--- Assigned task ---
The answer must be every line below that contains the string "filename".

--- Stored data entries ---
++++++++++

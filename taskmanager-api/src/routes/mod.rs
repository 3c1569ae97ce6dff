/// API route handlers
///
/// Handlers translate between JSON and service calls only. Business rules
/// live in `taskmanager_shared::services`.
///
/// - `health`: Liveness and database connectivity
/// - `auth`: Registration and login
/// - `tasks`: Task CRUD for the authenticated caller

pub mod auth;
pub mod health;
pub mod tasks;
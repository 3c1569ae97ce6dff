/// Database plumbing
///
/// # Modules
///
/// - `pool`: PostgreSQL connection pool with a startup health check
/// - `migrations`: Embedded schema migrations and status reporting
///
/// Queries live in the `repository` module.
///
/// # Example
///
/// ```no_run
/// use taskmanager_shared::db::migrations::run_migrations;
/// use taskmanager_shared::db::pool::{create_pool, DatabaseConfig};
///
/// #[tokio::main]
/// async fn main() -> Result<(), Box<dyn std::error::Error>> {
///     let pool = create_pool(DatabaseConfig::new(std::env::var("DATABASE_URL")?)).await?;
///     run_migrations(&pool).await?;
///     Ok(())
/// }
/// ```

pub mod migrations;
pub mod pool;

++++++++++

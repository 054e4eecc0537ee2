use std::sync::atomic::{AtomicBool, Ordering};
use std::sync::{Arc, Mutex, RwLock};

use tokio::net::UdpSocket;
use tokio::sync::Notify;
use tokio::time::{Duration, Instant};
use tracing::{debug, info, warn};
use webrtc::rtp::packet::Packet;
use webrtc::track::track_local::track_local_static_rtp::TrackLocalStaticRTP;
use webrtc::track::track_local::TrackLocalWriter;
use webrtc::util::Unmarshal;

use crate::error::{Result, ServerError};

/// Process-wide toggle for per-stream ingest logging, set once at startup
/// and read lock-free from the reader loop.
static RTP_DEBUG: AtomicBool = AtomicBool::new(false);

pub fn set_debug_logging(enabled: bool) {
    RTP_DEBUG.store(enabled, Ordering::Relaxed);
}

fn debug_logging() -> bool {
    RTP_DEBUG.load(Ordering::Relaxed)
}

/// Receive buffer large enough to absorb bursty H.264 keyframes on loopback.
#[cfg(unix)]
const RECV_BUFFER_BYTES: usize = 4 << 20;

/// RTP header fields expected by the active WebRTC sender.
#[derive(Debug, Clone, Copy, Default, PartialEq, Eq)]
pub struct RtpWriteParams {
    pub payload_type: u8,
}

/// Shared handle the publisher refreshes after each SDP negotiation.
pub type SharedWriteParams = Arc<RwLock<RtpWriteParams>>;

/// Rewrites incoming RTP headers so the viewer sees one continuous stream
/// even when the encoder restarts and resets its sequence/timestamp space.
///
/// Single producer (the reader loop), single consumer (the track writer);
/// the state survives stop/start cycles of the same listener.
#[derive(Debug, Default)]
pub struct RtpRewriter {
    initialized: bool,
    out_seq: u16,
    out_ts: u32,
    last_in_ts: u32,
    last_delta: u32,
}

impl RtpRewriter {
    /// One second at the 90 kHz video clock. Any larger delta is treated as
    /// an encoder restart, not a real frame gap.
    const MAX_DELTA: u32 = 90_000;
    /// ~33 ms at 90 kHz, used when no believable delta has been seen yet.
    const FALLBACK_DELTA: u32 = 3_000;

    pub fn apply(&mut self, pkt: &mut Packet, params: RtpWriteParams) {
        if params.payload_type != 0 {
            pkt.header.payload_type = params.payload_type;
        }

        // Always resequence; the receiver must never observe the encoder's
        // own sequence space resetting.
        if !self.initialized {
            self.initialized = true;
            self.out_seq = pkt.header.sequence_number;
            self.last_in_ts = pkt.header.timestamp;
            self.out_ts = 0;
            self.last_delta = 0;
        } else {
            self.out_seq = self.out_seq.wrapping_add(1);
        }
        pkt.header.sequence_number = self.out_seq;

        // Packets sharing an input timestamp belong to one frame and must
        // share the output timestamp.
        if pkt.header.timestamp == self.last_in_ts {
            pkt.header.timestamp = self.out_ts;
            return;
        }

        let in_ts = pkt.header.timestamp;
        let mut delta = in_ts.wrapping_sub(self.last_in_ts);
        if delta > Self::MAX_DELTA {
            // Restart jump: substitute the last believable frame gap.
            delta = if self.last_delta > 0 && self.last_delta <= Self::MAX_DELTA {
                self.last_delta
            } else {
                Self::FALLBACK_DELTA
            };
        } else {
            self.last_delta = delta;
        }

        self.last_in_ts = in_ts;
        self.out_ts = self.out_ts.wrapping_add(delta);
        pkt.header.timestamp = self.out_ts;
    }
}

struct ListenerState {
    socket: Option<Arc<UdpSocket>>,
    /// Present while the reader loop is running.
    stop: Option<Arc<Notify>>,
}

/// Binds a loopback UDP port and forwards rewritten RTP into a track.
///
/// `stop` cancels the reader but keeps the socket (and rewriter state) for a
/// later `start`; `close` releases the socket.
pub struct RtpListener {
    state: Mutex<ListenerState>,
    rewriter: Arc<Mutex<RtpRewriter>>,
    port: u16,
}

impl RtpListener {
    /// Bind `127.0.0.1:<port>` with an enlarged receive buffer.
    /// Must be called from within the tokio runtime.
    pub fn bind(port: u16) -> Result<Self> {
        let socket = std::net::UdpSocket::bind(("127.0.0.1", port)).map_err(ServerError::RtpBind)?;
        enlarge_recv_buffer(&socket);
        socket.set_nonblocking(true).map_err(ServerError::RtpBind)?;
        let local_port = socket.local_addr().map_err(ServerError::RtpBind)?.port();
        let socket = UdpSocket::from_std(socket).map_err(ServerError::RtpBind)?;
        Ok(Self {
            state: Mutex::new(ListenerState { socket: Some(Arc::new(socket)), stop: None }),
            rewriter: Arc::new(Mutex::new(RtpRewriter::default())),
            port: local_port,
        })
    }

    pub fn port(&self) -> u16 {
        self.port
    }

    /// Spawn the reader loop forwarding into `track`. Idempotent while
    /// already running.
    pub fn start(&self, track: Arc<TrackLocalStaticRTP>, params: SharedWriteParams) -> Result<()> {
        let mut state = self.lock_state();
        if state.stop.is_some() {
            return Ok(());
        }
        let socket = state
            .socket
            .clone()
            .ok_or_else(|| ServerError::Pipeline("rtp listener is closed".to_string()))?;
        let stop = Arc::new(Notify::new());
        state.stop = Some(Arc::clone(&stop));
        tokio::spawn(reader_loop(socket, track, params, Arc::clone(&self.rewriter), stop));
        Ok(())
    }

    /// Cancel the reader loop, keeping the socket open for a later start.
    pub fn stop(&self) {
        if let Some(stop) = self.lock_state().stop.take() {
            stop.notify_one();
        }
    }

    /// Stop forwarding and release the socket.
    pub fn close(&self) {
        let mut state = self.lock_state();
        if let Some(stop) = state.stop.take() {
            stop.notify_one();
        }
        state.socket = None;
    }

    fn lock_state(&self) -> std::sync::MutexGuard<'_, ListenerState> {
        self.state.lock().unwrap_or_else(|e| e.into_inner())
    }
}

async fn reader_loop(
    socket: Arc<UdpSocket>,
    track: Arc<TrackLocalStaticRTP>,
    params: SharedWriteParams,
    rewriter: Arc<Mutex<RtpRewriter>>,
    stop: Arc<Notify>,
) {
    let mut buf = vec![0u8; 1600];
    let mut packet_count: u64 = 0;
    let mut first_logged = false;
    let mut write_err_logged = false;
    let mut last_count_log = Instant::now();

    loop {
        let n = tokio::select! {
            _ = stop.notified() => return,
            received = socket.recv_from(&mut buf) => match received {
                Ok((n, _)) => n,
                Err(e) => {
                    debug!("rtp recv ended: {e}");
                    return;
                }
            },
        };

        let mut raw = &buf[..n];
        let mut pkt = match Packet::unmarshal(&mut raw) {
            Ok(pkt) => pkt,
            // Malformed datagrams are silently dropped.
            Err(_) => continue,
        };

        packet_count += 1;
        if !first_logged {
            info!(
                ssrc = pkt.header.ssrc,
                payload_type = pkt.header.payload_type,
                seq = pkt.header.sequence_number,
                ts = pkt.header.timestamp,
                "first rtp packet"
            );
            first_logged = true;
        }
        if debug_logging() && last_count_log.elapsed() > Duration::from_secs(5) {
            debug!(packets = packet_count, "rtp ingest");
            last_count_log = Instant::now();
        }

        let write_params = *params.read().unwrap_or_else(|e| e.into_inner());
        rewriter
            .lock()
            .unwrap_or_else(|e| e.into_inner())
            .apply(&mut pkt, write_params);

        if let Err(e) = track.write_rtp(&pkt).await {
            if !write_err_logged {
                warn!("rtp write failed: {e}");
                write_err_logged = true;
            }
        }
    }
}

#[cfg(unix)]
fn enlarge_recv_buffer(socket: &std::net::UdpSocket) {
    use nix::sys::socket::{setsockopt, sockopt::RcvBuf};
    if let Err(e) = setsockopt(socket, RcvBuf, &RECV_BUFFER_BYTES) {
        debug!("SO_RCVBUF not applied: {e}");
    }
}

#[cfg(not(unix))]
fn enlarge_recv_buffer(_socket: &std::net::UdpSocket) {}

++++++++++

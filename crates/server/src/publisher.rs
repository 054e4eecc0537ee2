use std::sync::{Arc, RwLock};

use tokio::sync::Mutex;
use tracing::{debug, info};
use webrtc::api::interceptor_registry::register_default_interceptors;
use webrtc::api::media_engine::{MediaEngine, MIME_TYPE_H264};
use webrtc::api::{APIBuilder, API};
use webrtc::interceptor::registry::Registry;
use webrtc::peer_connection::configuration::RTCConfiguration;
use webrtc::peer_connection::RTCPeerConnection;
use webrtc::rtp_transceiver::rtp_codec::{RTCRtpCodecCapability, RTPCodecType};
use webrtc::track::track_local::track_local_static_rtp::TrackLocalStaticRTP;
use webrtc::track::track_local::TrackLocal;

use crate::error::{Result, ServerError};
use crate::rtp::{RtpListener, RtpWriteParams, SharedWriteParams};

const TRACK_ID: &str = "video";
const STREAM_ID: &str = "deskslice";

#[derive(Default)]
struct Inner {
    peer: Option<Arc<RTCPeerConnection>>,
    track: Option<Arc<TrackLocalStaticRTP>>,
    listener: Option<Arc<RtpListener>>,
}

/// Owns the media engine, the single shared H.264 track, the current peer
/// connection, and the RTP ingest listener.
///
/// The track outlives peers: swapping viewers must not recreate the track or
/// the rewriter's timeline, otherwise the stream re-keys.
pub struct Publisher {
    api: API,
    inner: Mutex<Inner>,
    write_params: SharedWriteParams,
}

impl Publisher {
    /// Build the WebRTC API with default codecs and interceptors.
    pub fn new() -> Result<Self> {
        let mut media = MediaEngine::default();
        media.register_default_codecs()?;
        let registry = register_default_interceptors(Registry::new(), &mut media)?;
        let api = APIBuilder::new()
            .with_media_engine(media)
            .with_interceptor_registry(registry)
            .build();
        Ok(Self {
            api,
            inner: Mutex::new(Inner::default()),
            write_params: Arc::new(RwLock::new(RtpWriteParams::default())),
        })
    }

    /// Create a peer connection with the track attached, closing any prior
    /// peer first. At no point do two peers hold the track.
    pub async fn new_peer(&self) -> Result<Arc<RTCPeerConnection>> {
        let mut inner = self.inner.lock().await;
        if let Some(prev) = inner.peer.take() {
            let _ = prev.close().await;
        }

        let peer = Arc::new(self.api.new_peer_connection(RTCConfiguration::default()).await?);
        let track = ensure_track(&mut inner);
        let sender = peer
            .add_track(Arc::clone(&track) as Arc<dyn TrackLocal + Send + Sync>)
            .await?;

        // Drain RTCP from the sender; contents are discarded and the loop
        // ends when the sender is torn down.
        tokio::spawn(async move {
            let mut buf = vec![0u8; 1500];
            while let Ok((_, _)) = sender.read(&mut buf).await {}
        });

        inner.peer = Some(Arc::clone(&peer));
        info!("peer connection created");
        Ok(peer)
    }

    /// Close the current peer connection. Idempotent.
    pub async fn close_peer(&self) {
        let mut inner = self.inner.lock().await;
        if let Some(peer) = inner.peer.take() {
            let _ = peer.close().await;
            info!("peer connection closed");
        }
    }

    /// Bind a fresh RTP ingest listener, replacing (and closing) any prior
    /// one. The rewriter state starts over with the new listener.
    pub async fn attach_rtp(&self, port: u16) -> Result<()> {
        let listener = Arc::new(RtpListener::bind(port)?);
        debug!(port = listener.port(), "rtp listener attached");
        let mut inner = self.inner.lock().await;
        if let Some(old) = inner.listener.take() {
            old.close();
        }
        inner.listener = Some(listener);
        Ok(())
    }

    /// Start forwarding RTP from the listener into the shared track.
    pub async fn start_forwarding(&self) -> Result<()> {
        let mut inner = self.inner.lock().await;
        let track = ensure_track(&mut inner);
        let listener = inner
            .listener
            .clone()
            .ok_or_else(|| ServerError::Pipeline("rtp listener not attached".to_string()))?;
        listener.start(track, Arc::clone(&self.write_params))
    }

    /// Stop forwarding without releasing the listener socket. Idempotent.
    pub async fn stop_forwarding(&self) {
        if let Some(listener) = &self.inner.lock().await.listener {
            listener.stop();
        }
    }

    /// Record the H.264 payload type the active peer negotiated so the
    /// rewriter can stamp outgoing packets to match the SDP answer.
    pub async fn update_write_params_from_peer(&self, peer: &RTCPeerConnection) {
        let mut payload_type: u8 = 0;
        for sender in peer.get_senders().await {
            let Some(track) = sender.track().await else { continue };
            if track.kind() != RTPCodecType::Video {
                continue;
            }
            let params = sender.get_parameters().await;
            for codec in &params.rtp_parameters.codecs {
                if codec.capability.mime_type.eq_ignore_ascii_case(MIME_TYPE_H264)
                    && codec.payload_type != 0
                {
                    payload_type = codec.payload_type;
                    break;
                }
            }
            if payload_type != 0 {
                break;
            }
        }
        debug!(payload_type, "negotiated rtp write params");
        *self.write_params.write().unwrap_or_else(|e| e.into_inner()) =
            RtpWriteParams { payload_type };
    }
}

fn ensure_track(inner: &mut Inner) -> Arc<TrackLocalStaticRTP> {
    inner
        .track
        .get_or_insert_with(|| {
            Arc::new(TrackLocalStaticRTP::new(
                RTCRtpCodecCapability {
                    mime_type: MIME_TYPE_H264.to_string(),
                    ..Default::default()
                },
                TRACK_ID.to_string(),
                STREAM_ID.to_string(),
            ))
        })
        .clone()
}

++++++++++

--- Task answer ---
filename taskmanager-api/src/routes/mod.rs
filename crates/server/src/publisher.rs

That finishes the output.